One recent study based on surveys of surgical societies projected significant time invested, and sometimes the inability to identify failed implants. That is because there is no standardized way to document information about implanted devices in the current generation of EHRs. But that is about to change. The capture of unique device identifiers (UDIs) in health records will be required for ONC certification under the recently released 2015 certification rule, and UDI data will have to be transmittable as part of the Common Clinical Data Set in order to meet meaningful use Stage 3 requirements.

The certification rule provides the capability for hospitals and providers to document which devices are implanted in a patient, link with an external database to input human-readable information directly into the EHR, and exchange UDIs among providers through the Common Clinical Data Set.

I recently had the chance to speak with Ben Moscovitch, officer of medical devices at the nonprofit Pew Charitable Trusts, about the significance of the inclusion of unique device identifiers as a required field in EHRs in the 2015 criteria released Oct. 6.

He stressed that medical devices implanted in patients are important elements of the patient health history, yet today there is no standard way to document which devices are implanted in patients. “Including UDIs in patient EHRs will provide information on which devices are implanted in patients, and have several benefits including to facilitate recall resolution,” he said.
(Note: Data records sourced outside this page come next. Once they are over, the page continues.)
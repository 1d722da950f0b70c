//! In-memory repositories for tests
//!
//! Enabled for this crate's unit tests and, through the `testing` feature,
//! for the HTTP integration tests.

use std::collections::HashMap;
use std::sync::atomic::{AtomicI64, AtomicUsize, Ordering};
use std::sync::Arc;

use async_trait::async_trait;
use chrono::{DateTime, Utc};
use parking_lot::Mutex;

use userbind_common::auth::{hash_password, JwtService};
use userbind_core::entities::{ScoreboardRow, StudentInvite, User};
use userbind_core::error::DomainError;
use userbind_core::traits::{InviteRepository, RepoResult, ScoreboardRepository, UserRepository};
use userbind_core::value_objects::{Privileges, UserId};

use crate::services::{ServiceContext, ServiceContextBuilder};

/// Password given to accounts created through [`TestFixture::add_user`]
pub const TEST_PASSWORD: &str = "password123";

// ============================================================================
// Invites
// ============================================================================

/// Invites keyed by code. Redemption writes identities through `users`.
pub struct InMemoryInviteRepository {
    invites: Mutex<HashMap<String, StudentInvite>>,
    users: Arc<dyn UserRepository>,
    forced_collisions: AtomicUsize,
}

impl InMemoryInviteRepository {
    pub fn new(users: Arc<dyn UserRepository>) -> Self {
        Self {
            invites: Mutex::new(HashMap::new()),
            users,
            forced_collisions: AtomicUsize::new(0),
        }
    }

    /// Store an invite as-is, keeping its `created_at`
    pub fn insert(&self, invite: StudentInvite) {
        self.invites.lock().insert(invite.code.clone(), invite);
    }

    /// Make the next `n` calls to `create` report a code collision
    pub fn fail_next_creates(&self, n: usize) {
        self.forced_collisions.store(n, Ordering::SeqCst);
    }

    pub fn len(&self) -> usize {
        self.invites.lock().len()
    }

    pub fn is_empty(&self) -> bool {
        self.len() == 0
    }

    /// Undo a claim whose identity write failed
    fn release(&self, code: &str) {
        if let Some(invite) = self.invites.lock().get_mut(code) {
            invite.used = false;
            invite.used_by = None;
            invite.used_at = None;
        }
    }
}

#[async_trait]
impl InviteRepository for InMemoryInviteRepository {
    async fn find_by_code(&self, code: &str) -> RepoResult<Option<StudentInvite>> {
        Ok(self.invites.lock().get(code).cloned())
    }

    async fn create(&self, invite: &StudentInvite) -> RepoResult<()> {
        let forced = self
            .forced_collisions
            .fetch_update(Ordering::SeqCst, Ordering::SeqCst, |n| n.checked_sub(1));
        if forced.is_ok() {
            return Err(DomainError::InviteCodeExists);
        }

        let mut invites = self.invites.lock();
        if invites.contains_key(&invite.code) {
            return Err(DomainError::InviteCodeExists);
        }
        invites.insert(invite.code.clone(), invite.clone());
        Ok(())
    }

    async fn claim(&self, code: &str, user_id: UserId, at: DateTime<Utc>) -> RepoResult<bool> {
        let mut invites = self.invites.lock();
        Ok(invites
            .get_mut(code)
            .map(|invite| invite.mark_used(user_id, at))
            .unwrap_or(false))
    }

    async fn redeem(
        &self,
        code: &str,
        user_id: UserId,
        at: DateTime<Utc>,
    ) -> RepoResult<StudentInvite> {
        let invite = {
            let mut invites = self.invites.lock();
            let invite = invites
                .get_mut(code)
                .ok_or_else(|| DomainError::InviteNotFound(code.to_string()))?;
            if !invite.mark_used(user_id, at) {
                return Err(DomainError::InviteAlreadyUsed(code.to_string()));
            }
            invite.clone()
        };

        let bound = self
            .users
            .bind_if_unbound(user_id, &invite.student_id, &invite.student_name)
            .await;

        match bound {
            Ok(true) => Ok(invite),
            Ok(false) => {
                self.release(code);
                Err(DomainError::AlreadyBound(user_id))
            }
            Err(e) => {
                self.release(code);
                Err(e)
            }
        }
    }

    async fn list_page(&self, offset: i64, limit: i64) -> RepoResult<Vec<StudentInvite>> {
        let mut all: Vec<StudentInvite> = self.invites.lock().values().cloned().collect();
        all.sort_by(|a, b| {
            b.created_at
                .cmp(&a.created_at)
                .then_with(|| a.code.cmp(&b.code))
        });
        Ok(all
            .into_iter()
            .skip(offset.max(0) as usize)
            .take(limit.max(0) as usize)
            .collect())
    }

    async fn count(&self) -> RepoResult<u64> {
        Ok(self.invites.lock().len() as u64)
    }

    async fn delete(&self, code: &str) -> RepoResult<()> {
        self.invites.lock().remove(code);
        Ok(())
    }
}

// ============================================================================
// Users
// ============================================================================

pub struct InMemoryUserRepository {
    users: Mutex<Vec<(User, String)>>,
    next_id: AtomicI64,
}

impl Default for InMemoryUserRepository {
    fn default() -> Self {
        Self {
            users: Mutex::new(Vec::new()),
            next_id: AtomicI64::new(1),
        }
    }
}

impl InMemoryUserRepository {
    pub fn new() -> Self {
        Self::default()
    }

    fn with_user<T>(&self, id: UserId, f: impl FnOnce(&mut User) -> T) -> RepoResult<T> {
        let mut users = self.users.lock();
        users
            .iter_mut()
            .find(|(u, _)| u.id == id)
            .map(|(u, _)| {
                let out = f(u);
                u.updated_at = Utc::now();
                out
            })
            .ok_or(DomainError::UserNotFound(id))
    }
}

#[async_trait]
impl UserRepository for InMemoryUserRepository {
    async fn find_by_id(&self, id: UserId) -> RepoResult<Option<User>> {
        Ok(self
            .users
            .lock()
            .iter()
            .find(|(u, _)| u.id == id)
            .map(|(u, _)| u.clone()))
    }

    async fn find_many(&self, ids: &[UserId]) -> RepoResult<Vec<User>> {
        Ok(self
            .users
            .lock()
            .iter()
            .filter(|(u, _)| ids.contains(&u.id))
            .map(|(u, _)| u.clone())
            .collect())
    }

    async fn find_by_handle(&self, handle: &str) -> RepoResult<Option<User>> {
        Ok(self
            .users
            .lock()
            .iter()
            .find(|(u, _)| u.handle.eq_ignore_ascii_case(handle))
            .map(|(u, _)| u.clone()))
    }

    async fn find_by_email(&self, email: &str) -> RepoResult<Option<User>> {
        Ok(self
            .users
            .lock()
            .iter()
            .find(|(u, _)| u.email.eq_ignore_ascii_case(email))
            .map(|(u, _)| u.clone()))
    }

    async fn create(&self, user: &User, password_hash: &str) -> RepoResult<User> {
        let mut users = self.users.lock();
        if users.iter().any(|(u, _)| u.handle.eq_ignore_ascii_case(&user.handle)) {
            return Err(DomainError::HandleAlreadyExists);
        }
        if users.iter().any(|(u, _)| u.email.eq_ignore_ascii_case(&user.email)) {
            return Err(DomainError::EmailAlreadyExists);
        }

        let mut created = user.clone();
        created.id = UserId::new(self.next_id.fetch_add(1, Ordering::SeqCst));
        users.push((created.clone(), password_hash.to_string()));
        Ok(created)
    }

    async fn update_settings(
        &self,
        id: UserId,
        student_id: Option<&str>,
        student_name: Option<&str>,
        is_school_student: Option<bool>,
    ) -> RepoResult<User> {
        self.with_user(id, |u| {
            if let Some(v) = student_id {
                u.student_id = v.to_string();
            }
            if let Some(v) = student_name {
                u.student_name = v.to_string();
            }
            if let Some(v) = is_school_student {
                u.is_school_student = v;
            }
            u.clone()
        })
    }

    async fn set_student_identity(
        &self,
        id: UserId,
        student_id: &str,
        student_name: &str,
    ) -> RepoResult<()> {
        self.with_user(id, |u| u.bind(student_id.to_string(), student_name.to_string()))
    }

    async fn bind_if_unbound(
        &self,
        id: UserId,
        student_id: &str,
        student_name: &str,
    ) -> RepoResult<bool> {
        self.with_user(id, |u| {
            if u.is_bound() {
                return false;
            }
            u.bind(student_id.to_string(), student_name.to_string());
            true
        })
    }

    async fn get_password_hash(&self, id: UserId) -> RepoResult<Option<String>> {
        Ok(self
            .users
            .lock()
            .iter()
            .find(|(u, _)| u.id == id)
            .map(|(_, hash)| hash.clone()))
    }

    async fn count(&self) -> RepoResult<u64> {
        Ok(self.users.lock().len() as u64)
    }
}

// ============================================================================
// Scoreboard
// ============================================================================

#[derive(Default)]
pub struct InMemoryScoreboardRepository {
    rows: Mutex<HashMap<i64, Vec<ScoreboardRow>>>,
}

impl InMemoryScoreboardRepository {
    pub fn new() -> Self {
        Self::default()
    }

    pub fn set_rows(&self, contest_id: i64, rows: Vec<ScoreboardRow>) {
        self.rows.lock().insert(contest_id, rows);
    }
}

#[async_trait]
impl ScoreboardRepository for InMemoryScoreboardRepository {
    async fn find_rows(&self, contest_id: i64) -> RepoResult<Vec<ScoreboardRow>> {
        let mut rows = self.rows.lock().get(&contest_id).cloned().unwrap_or_default();
        rows.sort_by_key(|r| r.rank);
        Ok(rows)
    }
}

// ============================================================================
// Fixture
// ============================================================================

/// A service context over fresh in-memory repositories
pub struct TestFixture {
    pub ctx: ServiceContext,
    pub users: Arc<InMemoryUserRepository>,
    pub invites: Arc<InMemoryInviteRepository>,
    pub scoreboard: Arc<InMemoryScoreboardRepository>,
}

impl TestFixture {
    /// Create an account whose password is [`TEST_PASSWORD`]
    pub async fn add_user(&self, handle: &str, is_school_student: bool) -> User {
        let mut user = User::new(
            UserId::default(),
            handle.to_string(),
            format!("{handle}@example.com"),
        );
        user.is_school_student = is_school_student;
        self.insert_user(user).await
    }

    /// Create an account holding `MANAGE_DOMAIN`
    pub async fn add_admin(&self, handle: &str) -> User {
        let user = User::new(
            UserId::default(),
            handle.to_string(),
            format!("{handle}@example.com"),
        )
        .with_privileges(Privileges::DEFAULT | Privileges::MANAGE_DOMAIN);
        self.insert_user(user).await
    }

    async fn insert_user(&self, user: User) -> User {
        let hash = hash_password(TEST_PASSWORD).expect("hashing a fixed password");
        self.users
            .create(&user, &hash)
            .await
            .expect("fixture handles are unique")
    }
}

/// Fixture with the default page size
pub fn test_context() -> TestFixture {
    test_context_with_page_size(crate::services::context::DEFAULT_INVITE_PAGE_SIZE)
}

pub fn test_context_with_page_size(page_size: u32) -> TestFixture {
    let users = Arc::new(InMemoryUserRepository::new());
    let invites = Arc::new(InMemoryInviteRepository::new(users.clone()));
    let scoreboard = Arc::new(InMemoryScoreboardRepository::new());

    let ctx = ServiceContextBuilder::new()
        .user_repo(users.clone())
        .invite_repo(invites.clone())
        .scoreboard_repo(scoreboard.clone())
        .jwt_service(Arc::new(JwtService::new("test-secret-key-for-fixtures", 900)))
        .invite_page_size(page_size)
        .build()
        .expect("all dependencies provided");

    TestFixture {
        ctx,
        users,
        invites,
        scoreboard,
    }
}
Once there is a recall, the hospital, provider or patient can know if the patient has been impacted. It also can help improve adverse event reports, he noted. Currently adverse events are under-reported and can lack critical information such as accurate information on which device had the problem. “Including the UDI would ensure that more accurate information is included in adverse event reports. It will also enhance clinical decision support, because when patients are seen by multiple clinicians, they know which devices are implanted in the patient and can provide care accordingly.”
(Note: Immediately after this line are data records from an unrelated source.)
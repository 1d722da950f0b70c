//! Route handlers

pub mod auth;
pub mod contests;
pub mod health;
pub mod home;
pub mod settings;
pub mod user_bind;
pub mod users;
Moscovitch said that some health systems use their EHRs to analyze product performance and patient outcomes. Including the UDIs will allow those health systems and other researchers to evaluate device performance and outcomes. For instance, Mercy Health System did a pilot project that incorporated UDI into its cath lab and researchers were able to use that data to compare device performance.

Between the proposed and final certification rules, ONC expanded the number of fields required to allow for more information to be shared, he said. The proposed rule included a device description field that was not standardized across devices. The final rule includes other fields, including whether the device is MRI-compatible. “By including these other fields such as MRI compatibility, the patient and clinician will have more information at their fingertips to inform care decisions without having to go to an external database to type in the UDI and obtain that information,” Moscovitch said.
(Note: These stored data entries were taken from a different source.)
use bytes::BytesMut;
use serde_json::Value;
use tracing::{debug, warn};

const DATA_PREFIX: &str = "data:";
const DONE_SENTINEL: &str = "[DONE]";
const DELTA_POINTER: &str = "/choices/0/delta/content";

/// One logical unit recovered from the event stream.
#[derive(Debug, Clone, PartialEq, Eq)]
pub enum StreamFrame {
    /// Incremental assistant text.
    Delta(String),
    /// The `[DONE]` sentinel. Nothing after it is read.
    Done,
}

/// What a single complete line means.
#[derive(Debug, PartialEq, Eq)]
enum LineOutcome {
    Skip,
    Done,
    Delta(Option<String>),
    /// The payload did not parse. The line is held back for a later retry.
    Unparsed,
}

/// Rebuilds `data: <json>` frames from byte chunks with arbitrary
/// boundaries.
///
/// Bytes are buffered until a `\n` arrives, so multi-byte characters split
/// across chunks are decoded only once the whole line is present.
#[derive(Debug, Default)]
pub struct StreamReassembler {
    buffer: BytesMut,
    finished: bool,
}

impl StreamReassembler {
    pub fn new() -> Self {
        Self::default()
    }

    /// True once `[DONE]` was seen or `finish` ran.
    pub fn is_finished(&self) -> bool {
        self.finished
    }

    /// Bytes currently waiting for a line terminator (or a retry).
    pub fn buffered(&self) -> usize {
        self.buffer.len()
    }

    /// Appends a chunk and returns every frame it completed, in order.
    pub fn push(&mut self, chunk: &[u8]) -> Vec<StreamFrame> {
        if self.finished {
            debug!("Dropping {} bytes received after stream end", chunk.len());
            return Vec::new();
        }
        self.buffer.extend_from_slice(chunk);
        self.drain_lines()
    }

    /// Final best-effort pass over whatever is still buffered once the
    /// transport has closed. Lines that still fail to parse are discarded.
    pub fn finish(&mut self) -> Vec<StreamFrame> {
        if self.finished {
            return Vec::new();
        }
        self.finished = true;

        let residual = std::mem::take(&mut self.buffer);
        let mut frames = Vec::new();
        for raw in residual[..].split(|b| *b == b'\n') {
            let line = String::from_utf8_lossy(raw);
            match classify(&line) {
                LineOutcome::Skip | LineOutcome::Delta(None) => {}
                LineOutcome::Delta(Some(text)) => frames.push(StreamFrame::Delta(text)),
                LineOutcome::Done => {
                    frames.push(StreamFrame::Done);
                    break;
                }
                LineOutcome::Unparsed => {
                    warn!("Discarding unparseable trailing stream line ({} bytes)", raw.len());
                }
            }
        }
        frames
    }

    fn drain_lines(&mut self) -> Vec<StreamFrame> {
        let mut frames = Vec::new();

        while let Some(pos) = self.buffer.iter().position(|b| *b == b'\n') {
            let raw = self.buffer.split_to(pos + 1);
            let line = String::from_utf8_lossy(&raw[..pos]);

            match classify(&line) {
                LineOutcome::Skip | LineOutcome::Delta(None) => {}
                LineOutcome::Delta(Some(text)) => frames.push(StreamFrame::Delta(text)),
                LineOutcome::Done => {
                    self.finished = true;
                    self.buffer.clear();
                    frames.push(StreamFrame::Done);
                    break;
                }
                LineOutcome::Unparsed => {
                    // Put the line back in front of the buffer and wait for more data.
                    let mut restored = BytesMut::with_capacity(raw.len() + self.buffer.len());
                    restored.extend_from_slice(&raw);
                    restored.extend_from_slice(&self.buffer);
                    self.buffer = restored;
                    debug!("Holding back unparsed stream line ({} bytes)", raw.len());
                    break;
                }
            }
        }

        frames
    }
}

fn classify(line: &str) -> LineOutcome {
    let line = line.strip_suffix('\r').unwrap_or(line);
    if line.trim().is_empty() || line.starts_with(':') {
        return LineOutcome::Skip;
    }
    let Some(payload) = line.strip_prefix(DATA_PREFIX) else {
        return LineOutcome::Skip;
    };
    let payload = payload.trim();
    if payload == DONE_SENTINEL {
        return LineOutcome::Done;
    }

    match serde_json::from_str::<Value>(payload) {
        Ok(value) => LineOutcome::Delta(
            value
                .pointer(DELTA_POINTER)
                .and_then(Value::as_str)
                .filter(|s| !s.is_empty())
                .map(str::to_string),
        ),
        Err(_) => LineOutcome::Unparsed,
    }
}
The final rule from the FDA requires that the UDI be depicted in two ways: human readable, such as a string of numbers, and available for automated capture such as through a bar code. ONC in its regulations strongly urges EHR vendors to develop capabilities to support the automatic capture of UDI, and indicates UDI should rarely if ever be typed in manually, given manual entry is more prone to errors.

In August I wrote about a task force convened by the Food & Drug Administration on medical devices. It recommended that the federal government and other stakeholders support the creation of a comprehensive partnership on medical devices to monitor the products' performance after they become commercially available. The recommendations call for a master network of data in each clinical area where devices are used. The task force noted that information on medical devices exists in registries, electronic health records and claims data, but the disparate locations make it difficult for regulators, doctors and patients to understand and use it efficiently.

I asked Moscovitch if having UDIs documented in EHRs is a first building block in this effort to better monitor the performance of medical devices. “Exactly,” he said. That registry task force, a separate planning board and others have indicated that UDI capture in EHRs is essential to conducting more robust product evaluation throughout the product lifecycle,” he said. “In addition to EHRs, they have expressed support for UDI registries and UDI in claims data, which provides is good longitudinal data on patient outcomes long after surgery.”